Dataset records
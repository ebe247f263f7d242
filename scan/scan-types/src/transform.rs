//! Homogeneous transform helpers.
//!
//! Poses and patch transforms are 4×4 local-to-world matrices. These helpers
//! apply them to points, directions and normals without repeating the
//! homogeneous bookkeeping at every call site.

use nalgebra::{Matrix3, Matrix4, Point3, Vector3};

/// The world up vector (+Y, gravity-aligned capture convention).
#[must_use]
pub fn up() -> Vector3<f64> {
    Vector3::new(0.0, 1.0, 0.0)
}

/// Applies a 4×4 transform to a point.
#[inline]
#[must_use]
pub fn transform_point(m: &Matrix4<f64>, p: &Point3<f64>) -> Point3<f64> {
    m.transform_point(p)
}

/// Applies the linear part of a 4×4 transform to a direction.
#[inline]
#[must_use]
pub fn transform_vector(m: &Matrix4<f64>, v: &Vector3<f64>) -> Vector3<f64> {
    m.transform_vector(v)
}

/// Returns the translation column of a 4×4 transform.
#[inline]
#[must_use]
pub fn translation(m: &Matrix4<f64>) -> Point3<f64> {
    Point3::new(m[(0, 3)], m[(1, 3)], m[(2, 3)])
}

/// Returns the matrix that maps normals under `m`.
///
/// This is the inverse-transpose of the linear part. When the linear part is
/// singular the linear part itself is returned.
#[must_use]
pub fn normal_matrix(m: &Matrix4<f64>) -> Matrix3<f64> {
    let linear: Matrix3<f64> = m.fixed_view::<3, 3>(0, 0).into_owned();
    linear
        .try_inverse()
        .map_or(linear, |inverse| inverse.transpose())
}

/// Transforms a normal and re-normalizes it.
///
/// Falls back to `fallback` when the transformed normal has zero length.
#[must_use]
pub fn transform_normal(
    normal_matrix: &Matrix3<f64>,
    n: &Vector3<f64>,
    fallback: Vector3<f64>,
) -> Vector3<f64> {
    (normal_matrix * n).try_normalize(f64::EPSILON).unwrap_or(fallback)
}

WORK TO BE COMPLETED
Transcribe only, please, the lines from the first line of the records through the line with "pub fn transform_vector(m: &Matrix4<f64>, v: &Vector3<f64>)". Both of those lines are included.

WRITTEN ANSWER
repository ebe247f263f7d242
filename scan/scan-types/src/transform.rs
//! Homogeneous transform helpers.
//!
//! Poses and patch transforms are 4×4 local-to-world matrices. These helpers
//! apply them to points, directions and normals without repeating the
//! homogeneous bookkeeping at every call site.

use nalgebra::{Matrix3, Matrix4, Point3, Vector3};

/// The world up vector (+Y, gravity-aligned capture convention).
#[must_use]
pub fn up() -> Vector3<f64> {
    Vector3::new(0.0, 1.0, 0.0)
}

/// Applies a 4×4 transform to a point.
#[inline]
#[must_use]
pub fn transform_point(m: &Matrix4<f64>, p: &Point3<f64>) -> Point3<f64> {
    m.transform_point(p)
}

/// Applies the linear part of a 4×4 transform to a direction.
#[inline]
#[must_use]
pub fn transform_vector(m: &Matrix4<f64>, v: &Vector3<f64>) -> Vector3<f64> {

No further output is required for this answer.